La globalización de los mercados debilitó esta institución pero no la suprimió. Aunque el fin  de la Edad Media es contemporáneo de la colonización de Brasil, no implicó que Brasil se librara de esas ideas. De hecho se implantaron por influencia colonial. Sus vestigios se ajustaron a las nuevas condiciones económicas del capitalismo, tanto en los países coloniales como en los colonizados.

Hoy en día los colegios profesionales o “clases” corporativas como la médica son las legítimas herederas de los gremios. Su obsesión se centra en mantener sus “salarios nacionales” en las partes desarrolladas del país. De tal palo, tal astilla.

La función de los gremios es el control monopólico de la formación de la fuerza de trabajo, la demanda de trabajo y la oferta de los “talleres” activos. El objetivo del gremio nada tiene que ver con la calidad del servicio o su extensión social, sino con la conservación de los privilegios frente a los intereses de las mayorías. Esta es la gran diferencia entre un gremio y un sindicato de “clase”, el sindicato armoniza los intereses de toda la clase trabajadora y los universaliza mundialmente.

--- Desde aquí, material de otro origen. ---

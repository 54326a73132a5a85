//! Session state owned by the orchestrator

use daoshell_protocol::{
    AppIdentifiers, AppInstance, DaoAddress, IdentityIntentView, LoadStatus, Locator,
    Permissions, RepoInfo, SessionSnapshot, SignatureBag, TransactionBag,
};

/// Everything tied to the currently loaded organization.
///
/// Replaced wholesale whenever the active DAO changes.
#[derive(Debug, Clone, PartialEq)]
pub struct DaoState {
    pub dao_address: DaoAddress,
    pub dao_status: LoadStatus,
    pub apps_status: LoadStatus,
    pub apps: Vec<AppInstance>,
    pub app_identifiers: AppIdentifiers,
    pub permissions: Permissions,
    pub permissions_loading: bool,
    pub repos: Vec<RepoInfo>,
    pub can_upgrade_org: bool,
    pub identity_intent: Option<IdentityIntentView>,
    pub transaction_bag: Option<TransactionBag>,
    pub signature_bag: Option<SignatureBag>,
}

impl Default for DaoState {
    fn default() -> Self {
        Self {
            dao_address: DaoAddress::default(),
            dao_status: LoadStatus::Unloaded,
            apps_status: LoadStatus::Unloaded,
            apps: Vec::new(),
            app_identifiers: AppIdentifiers::new(),
            permissions: Permissions::new(),
            permissions_loading: true,
            repos: Vec::new(),
            can_upgrade_org: false,
            identity_intent: None,
            transaction_bag: None,
            signature_bag: None,
        }
    }
}

impl DaoState {
    /// Empty state with both lifecycles marked as loading
    pub fn loading() -> Self {
        Self {
            dao_status: LoadStatus::Loading,
            apps_status: LoadStatus::Loading,
            ..Self::default()
        }
    }
}

/// Canonical application state
#[derive(Debug, Clone, PartialEq)]
pub struct SessionState {
    pub revision: u64,
    /// Bumped on every DAO transition; client results and events carry the
    /// generation they were started under.
    pub generation: u64,
    pub locator: Option<Locator>,
    pub prev_locator: Option<Locator>,
    pub dao: DaoState,
    pub client_loaded: bool,
    pub connecting: bool,
    pub connected: bool,
    pub wallet_account: Option<String>,
    pub fatal_error: Option<String>,
    pub system_apps_opened: bool,
}

impl SessionState {
    pub fn new(system_apps_opened: bool) -> Self {
        Self {
            revision: 0,
            generation: 0,
            locator: None,
            prev_locator: None,
            dao: DaoState::default(),
            client_loaded: false,
            connecting: false,
            connected: false,
            wallet_account: None,
            fatal_error: None,
            system_apps_opened,
        }
    }

    /// DAO named by the current locator
    pub fn active_dao(&self) -> Option<&str> {
        self.locator.as_ref().and_then(|l| l.dao.as_deref())
    }

    /// Active app instance named by the current locator
    pub fn active_instance(&self) -> Option<&str> {
        self.locator.as_ref().and_then(|l| l.instance_id.as_deref())
    }

    pub fn snapshot(&self) -> SessionSnapshot {
        let dao = &self.dao;
        SessionSnapshot {
            revision: self.revision,
            locator: self.locator.clone(),
            has_prev_locator: self.prev_locator.is_some(),
            dao_address: dao.dao_address.clone(),
            dao_status: dao.dao_status,
            apps_status: dao.apps_status,
            apps: dao.apps.clone(),
            app_identifiers: dao.app_identifiers.clone(),
            permissions: dao.permissions.clone(),
            permissions_loading: dao.permissions_loading,
            repos: dao.repos.clone(),
            can_upgrade_org: dao.can_upgrade_org,
            identity_intent: dao.identity_intent.clone(),
            transaction_bag: dao.transaction_bag.clone(),
            signature_bag: dao.signature_bag.clone(),
            connected: self.connected,
            wallet_account: self.wallet_account.clone(),
            client_loaded: self.client_loaded,
            system_apps_opened: self.system_apps_opened,
            fatal_error: self.fatal_error.clone(),
        }
    }
}
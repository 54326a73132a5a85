//! Core types shared across the protocol

use std::collections::{BTreeMap, HashMap};

use serde::{Deserialize, Serialize};

/// Top-level mode of the shell, derived from the location
#[derive(Debug, Clone, Copy, PartialEq, Eq, Serialize, Deserialize)]
#[serde(rename_all = "snake_case")]
pub enum AppMode {
    Start,
    Setup,
    Org,
}

/// Lifecycle of a remotely loaded slice of organization state
#[derive(Debug, Clone, Copy, PartialEq, Eq, Default, Serialize, Deserialize)]
#[serde(rename_all = "snake_case")]
pub enum LoadStatus {
    #[default]
    Unloaded,
    Loading,
    Ready,
    Error,
}

/// Decoded `?preferences=` query
#[derive(Debug, Clone, PartialEq, Eq, Serialize, Deserialize)]
pub struct PreferencesLocation {
    pub screen: String,
    pub data: Option<(String, String)>,
}

/// Parsed representation of the current navigable location
#[derive(Debug, Clone, PartialEq, Eq, Serialize, Deserialize)]
pub struct Locator {
    pub mode: AppMode,
    pub pathname: String,
    pub search: String,
    pub dao: Option<String>,
    pub instance_id: Option<String>,
    pub instance_path: Option<String>,
    pub action: Option<String>,
    pub preferences: Option<PreferencesLocation>,
}

impl Locator {
    /// Full visible path (pathname plus query)
    pub fn path(&self) -> String {
        format!("{}{}", self.pathname, self.search)
    }
}

/// Resolved identity of the loaded organization
#[derive(Debug, Clone, Default, PartialEq, Eq, Serialize, Deserialize)]
pub struct DaoAddress {
    pub address: String,
    pub domain: String,
}

/// An installed application instance
#[derive(Debug, Clone, PartialEq, Eq, Serialize, Deserialize)]
pub struct AppInstance {
    pub app_id: String,
    pub proxy_address: String,
    #[serde(default)]
    pub name: Option<String>,
    #[serde(default)]
    pub code_address: Option<String>,
    #[serde(default)]
    pub content_uri: Option<String>,
    #[serde(default)]
    pub has_web_app: bool,
    #[serde(default)]
    pub is_forwarder: bool,
    #[serde(default, skip_serializing_if = "Option::is_none")]
    pub identifier: Option<String>,
}

/// Role → grantee addresses. Forwarded to consumers unchanged.
pub type Permissions = BTreeMap<String, Vec<String>>;

/// Proxy address → human label
pub type AppIdentifiers = HashMap<String, String>;

/// A published version of a repo
#[derive(Debug, Clone, PartialEq, Eq, Serialize, Deserialize)]
pub struct RepoVersion {
    pub version: String,
    #[serde(default)]
    pub content_uri: Option<String>,
}

impl RepoVersion {
    /// Numeric major component, if the version string has one.
    pub fn major(&self) -> Option<u64> {
        self.version.split('.').next()?.trim().parse().ok()
    }
}

/// An installed repo with its current and newest published versions
#[derive(Debug, Clone, PartialEq, Eq, Serialize, Deserialize)]
pub struct RepoInfo {
    pub app_id: String,
    #[serde(default)]
    pub name: Option<String>,
    pub current_version: RepoVersion,
    pub latest_version: RepoVersion,
}

impl RepoInfo {
    /// True when the latest major version is ahead of the installed one.
    pub fn has_major_upgrade(&self) -> bool {
        match (self.current_version.major(), self.latest_version.major()) {
            (Some(current), Some(latest)) => current < latest,
            _ => false,
        }
    }
}

/// True iff some recognized repo has a newer major version available.
pub fn can_upgrade_org<F>(repos: &[RepoInfo], is_known: F) -> bool
where
    F: Fn(&str) -> bool,
{
    repos
        .iter()
        .any(|repo| is_known(&repo.app_id) && repo.has_major_upgrade())
}

/// A single on-chain call waiting for the user to sign
#[derive(Debug, Clone, PartialEq, Eq, Serialize, Deserialize)]
pub struct TransactionRequest {
    pub to: String,
    #[serde(default)]
    pub from: Option<String>,
    #[serde(default)]
    pub data: Option<String>,
    #[serde(default)]
    pub description: Option<String>,
}

/// Most recent batch of pending transactions surfaced by the client
#[derive(Debug, Clone, PartialEq, Eq, Serialize, Deserialize)]
pub struct TransactionBag {
    pub id: String,
    pub transactions: Vec<TransactionRequest>,
    #[serde(default)]
    pub external: bool,
}

/// Most recent off-chain signature request surfaced by the client
#[derive(Debug, Clone, PartialEq, Eq, Serialize, Deserialize)]
pub struct SignatureBag {
    pub id: String,
    pub message: String,
    #[serde(default)]
    pub requesting_app: Option<String>,
}

/// Human metadata attached to an address
#[derive(Debug, Clone, PartialEq, Eq, Serialize, Deserialize)]
pub struct AddressIdentity {
    pub name: String,
}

Hoy en día las barreras gremiales son:

  1. Convalidación casi imposible de títulos académicos. Visados de trabajo restringidos
  2. Boicot a las vacantes médicas del sistema público en áreas empobrecidas.
  3. Promover el servicio sanitario como negocio, priorizando los tratamientos más rentables, así como la investigación de las enfermedades más frecuentes en los grupos sociales más adinerados. Se oponen y debilitan la salud pública universal.

Estas barreras también las sufre el brasileño cuando va al exterior. Es un problema mundial.

El capítulo de este asunto digno de formar parte de la historia universal de la infamia se produjo recientemente en un aeropuerto brasileño. Un grupo de pijas médicas blanquitas, de un país donde muchas personas mueren en los hospitales de enfermedades curables a tiempo, pitando a los médicos internacionalistas negros cubanos, de un país humilde en recursos y minúsculo pero con la mayor tasa de médicos por habitante.

En un mundo dónde medir la calidad de vida en términos cuantitativos es un tema muy discutido y discutible, convendremos que tener la seguridad de que nuestras madres no morirán en un pasillo de un hospital, independientemente del tamaño de nuestra cuenta corriente, es algo más que calidad de vida: un principio humano irrenunciable.

Como decía José Martí, héroe de la independencia cubana, «toda la gloria del mundo cabe en un grano de maíz”.

Queridos alumnos: Realizad una redacción con argumentos a favor y en contra de la llegada de médicos a Brasil. Llevadla a clase y discutid vuestras opiniones con el profesor.